Es ist, als habe sich ein Organismus im alten Fabrikgebäude eingenistet. Weisses, watteähnliches Material bedeckt den Boden. Wie Adern spannen sich schmale schwarze Stoffbänder kreuz und quer zwischen der niedrigen Decke, den Rohren und Geländern. Man könnte dieses Geflecht als bedrohlich empfinden, würde einem Mirko Borscht nicht das Unbehagen nehmen. Ein Kraftort soll dieses Nest sein, die Bewohner von Cybercity können sich hierhin zurückziehen – und wenn sie sich getrauen, auch die Zuschauer des gleichnamigen Stücks.
Mit «Cybercity» inszeniert der deutsche Regisseur Mirko Borscht für das Luzerner Theater eine begehbare Zukunftsvision. Im Viscosi-Areal in Emmenbrücke, wo während Jahrzehnten Kunstseide hergestellt wurde, ist eine Mischung aus Theaterspaziergang, Installation und Film entstanden. Die Zuschauer tauchen in eine Welt zwischen Realität und virtuellem Raum ein. Hier tummeln sich sogenannte Nails – Menschen, die sich Implantate einsetzen lassen, um in eine digitale Fiktion abzutauchen. Eine berühmte Schauspielerin soll für diese Art der Unterhaltung ihre Träume digitalisieren lassen. Doch sie zögert.
Das Stück ist bereits das zweite Jugendprojekt des Luzerner Theaters. Entwickelt hat es Borscht zusammen mit rund 30 Jugendlichen aus der Region. Der 48-Jährige ist bekannt für seine Theaterarbeit mit jungen Laiendarstellern. Um die Digitalisierung zu behandeln, sei der Einbezug Jugendlicher zwar nicht essenziell, so Borscht. Dennoch entstand gerade durch das Zusammentreffen unterschiedlichster junger Menschen eine Produktion, die das Thema passend aufnimmt.
«Bewegt sich diese Generation heute im Netz, läuft alles parallel», sagt Borscht. Diese Gleichzeitigkeit gibt es auch in «Cybercity»: Das Stück spielt in mehreren Fabrikräumen. Cyborgs führen die Zuschauer Metalltreppen hoch und unter dicken Rohren hindurch zu verschiedenen Szenen. Handlungsstränge finden zeitgleich statt und werden wieder zusammengeführt. Im Vorraum lässt sich das Stück als Ganzes in der Filmversion anschauen.

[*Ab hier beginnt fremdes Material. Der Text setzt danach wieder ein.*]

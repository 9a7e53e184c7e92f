use serde::{Deserialize, Serialize};
use thiserror::Error;

#[derive(Debug, Clone, Copy, PartialEq, Eq, Serialize, Deserialize)]
#[serde(rename_all = "snake_case")]
pub enum ErrorCode {
    Unauthorized,
    Forbidden,
    NotFound,
    Validation,
    RateLimited,
    Internal,
}

impl ErrorCode {
    pub fn from_status(status: u16) -> Self {
        match status {
            401 => Self::Unauthorized,
            403 => Self::Forbidden,
            404 => Self::NotFound,
            429 => Self::RateLimited,
            400..=499 => Self::Validation,
            _ => Self::Internal,
        }
    }
}

/// Failure of one catalog fetch.
#[derive(Debug, Clone, PartialEq, Eq, Error)]
pub enum FetchError {
    #[error("catalog request failed: {0}")]
    Transport(String),
    #[error("catalog responded {status} ({code:?}): {message}")]
    Status {
        code: ErrorCode,
        status: u16,
        message: String,
    },
    #[error("malformed catalog response: {0}")]
    Decode(String),
}

impl FetchError {
    pub fn status(status: u16, message: impl Into<String>) -> Self {
        Self::Status {
            code: ErrorCode::from_status(status),
            status,
            message: message.into(),
        }
    }

    pub fn code(&self) -> ErrorCode {
        match self {
            Self::Status { code, .. } => *code,
            Self::Transport(_) | Self::Decode(_) => ErrorCode::Internal,
        }
    }
}
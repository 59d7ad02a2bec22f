use rand::Rng;
use rayon::prelude::*;

use super::{Cell, GridError, RuleSet, Zone, ZoneModel};

/// Grid manages the 2D cellular automaton.
/// Two buffers of identical shape are kept: the current generation and
/// its successor. A step writes every successor cell from the current
/// snapshot only, then swaps the two buffers.
#[derive(Clone, Debug)]
pub struct Grid {
    width: usize,
    height: usize,
    fade_frames: u8,
    zones: ZoneModel,
    cells: Vec<Cell>,
    next: Vec<Cell>,
}

impl Grid {
    /// Create a new grid with all cells initially dead
    pub fn new(width: usize, height: usize, base_max_age: u32, fade_frames: u8) -> Self {
        Self {
            width,
            height,
            fade_frames: fade_frames.max(1),
            zones: ZoneModel::new(width, height, base_max_age),
            cells: vec![Cell::Dead; width * height],
            next: vec![Cell::Dead; width * height],
        }
    }

    /// Build a grid around an existing row-major cell buffer
    pub fn from_cells(
        width: usize,
        height: usize,
        cells: Vec<Cell>,
        base_max_age: u32,
        fade_frames: u8,
    ) -> Result<Self, GridError> {
        if cells.len() != width * height {
            return Err(GridError::DimensionMismatch { width, height, actual: cells.len() });
        }
        let mut grid = Self::new(width, height, base_max_age, fade_frames);
        grid.cells = cells;
        Ok(grid)
    }

    /// Get grid dimensions
    pub const fn dimensions(&self) -> (usize, usize) {
        (self.width, self.height)
    }

    pub const fn fade_frames(&self) -> u8 {
        self.fade_frames
    }

    pub const fn zones(&self) -> &ZoneModel {
        &self.zones
    }

    pub fn zone_of(&self, x: usize, y: usize) -> Zone {
        self.zones.zone_of(x, y)
    }

    pub fn max_age_of(&self, x: usize, y: usize) -> u32 {
        self.zones.max_age_of(x, y)
    }

    /// Opacity of a cell under this grid's fade speed
    pub fn opacity_of(&self, cell: Cell) -> f32 {
        cell.opacity(self.fade_frames)
    }

    /// Convert 2D coordinates to 1D index
    const fn get_index(&self, x: usize, y: usize) -> usize {
        y * self.width + x
    }

    /// Get cell at position (with bounds checking)
    pub fn get(&self, x: usize, y: usize) -> Option<Cell> {
        (x < self.width && y < self.height).then(|| self.cells[self.get_index(x, y)])
    }

    /// Overwrite a cell in the current generation
    pub fn set(&mut self, x: usize, y: usize, cell: Cell) {
        if x < self.width && y < self.height {
            let idx = self.get_index(x, y);
            self.cells[idx] = cell;
        }
    }

    /// Count present neighbors using toroidal wrapping.
    /// Fading cells still count.
    pub fn count_live_neighbors(&self, x: usize, y: usize) -> u8 {
        if self.cells.is_empty() {
            return 0;
        }
        let (w, h) = (self.width, self.height);

        (0..3)
            .flat_map(|dy| (0..3).map(move |dx| (dx, dy)))
            .filter(|&(dx, dy)| dx != 1 || dy != 1)
            .map(|(dx, dy)| {
                let nx = (x + w + dx - 1) % w;
                let ny = (y + h + dy - 1) % h;
                self.cells[self.get_index(nx, ny)]
            })
            .filter(|cell| cell.is_alive())
            .count() as u8
    }

    /// Successor of one cell, computed from the current generation only
    pub fn next_cell(&self, x: usize, y: usize, rules: &RuleSet) -> Cell {
        let zone = self.zones.zone_of(x, y);
        let max_age = zone.max_age(self.zones.base_max_age());
        let neighbors = self.count_live_neighbors(x, y);
        self.cells[self.get_index(x, y)].evolve(rules, zone, neighbors, max_age, self.fade_frames)
    }

    /// Advance one generation (serial)
    pub fn step(&mut self, rules: &RuleSet) {
        self.assert_shape();
        let mut next = std::mem::take(&mut self.next);
        let width = self.width;
        next.iter_mut().enumerate().for_each(|(idx, slot)| {
            *slot = self.next_cell(idx % width, idx / width, rules);
        });
        self.next = next;
        std::mem::swap(&mut self.cells, &mut self.next);
    }

    /// Advance one generation with rows computed in parallel
    pub fn step_parallel(&mut self, rules: &RuleSet) {
        self.assert_shape();
        if self.cells.is_empty() {
            return;
        }
        let mut next = std::mem::take(&mut self.next);
        let this = &*self;
        next.par_chunks_mut(this.width).enumerate().for_each(|(y, row)| {
            row.iter_mut().enumerate().for_each(|(x, slot)| {
                *slot = this.next_cell(x, y, rules);
            });
        });
        self.next = next;
        std::mem::swap(&mut self.cells, &mut self.next);
    }

    /// Reseed: each cell is born fully visible with probability `density`.
    /// With a positive density at least one cell is always placed.
    pub fn seed<R: Rng + ?Sized>(&mut self, density: f64, rng: &mut R) {
        let density = if density.is_finite() { density.clamp(0.0, 1.0) } else { 0.0 };
        let seeded = Cell::seeded(self.fade_frames);

        self.cells.iter_mut().for_each(|cell| {
            *cell = if rng.random_bool(density) { seeded } else { Cell::Dead };
        });
        self.next.fill(Cell::Dead);

        if density > 0.0 && !self.cells.is_empty() && self.is_extinct() {
            let idx = rng.random_range(0..self.cells.len());
            self.cells[idx] = seeded;
        }
    }

    /// No cell present anywhere, fading ones included
    pub fn is_extinct(&self) -> bool {
        !self.cells.iter().any(|cell| cell.is_alive())
    }

    pub fn live_count(&self) -> usize {
        self.cells.iter().filter(|cell| cell.is_alive()).count()
    }

    /// Iterate over all cells with their positions
    pub fn iter_cells(&self) -> impl Iterator<Item = (usize, usize, Cell)> + '_ {
        self.cells
            .iter()
            .enumerate()
            .map(|(idx, &cell)| (idx % self.width, idx / self.width, cell))
    }

    fn assert_shape(&self) {
        assert_eq!(self.cells.len(), self.width * self.height, "cell buffer does not match {}x{}", self.width, self.height);
        assert_eq!(self.cells.len(), self.next.len(), "generation buffers differ in size");
    }
}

Auch das Bühnenbild verbindet Inspirationen und Zitate. Die grob gemalten und fragmentarischen Bühnenbilder erinnern an Comic-Metropolen. Ein dunkler Behandlungsraum mit Röntgenbildern, altmodischem OP-Tisch und flimmerndem Bildschirm evoziert den Science-Fiction-Klassiker «Blade Runner». Für den «Kraftort» liess sich Borscht wiederum von der Natur inspirieren: das Pilzgeflecht als organische Entsprechung für das nicht-fassbare Internet. So ist «Cybercity» mal düster, mal anarchisch und skurril. Und wirft dabei Fragen der Authentizität in der fortschreitenden Digitalisierung auf. Es entsteht eine Ambivalenz, die es in den Augen von Mirko Borscht braucht. Denn: «Am Schluss müssen die Zuschauer entscheiden, ob sie darin Dystopie oder Chance sehen.»
Androiden in der Oper «Humanoid»
In Borschts Cybercity würden sich vielleicht auch Pamela Dürrs Androiden zu Hause fühlen. Die Schweizer Autorin hat das Libretto geschrieben für Leonard Evers Science-Fiction-Oper «Humanoid», die zunächst im Theater Winterthur und dann im Konzert Theater Bern aufgeführt wird. Wie «Cybercity» greift auch «Humanoid» ein aktuelles digitales Thema auf: Wie wird sich Künstliche Intelligenz künftig auf unser Leben auswirken?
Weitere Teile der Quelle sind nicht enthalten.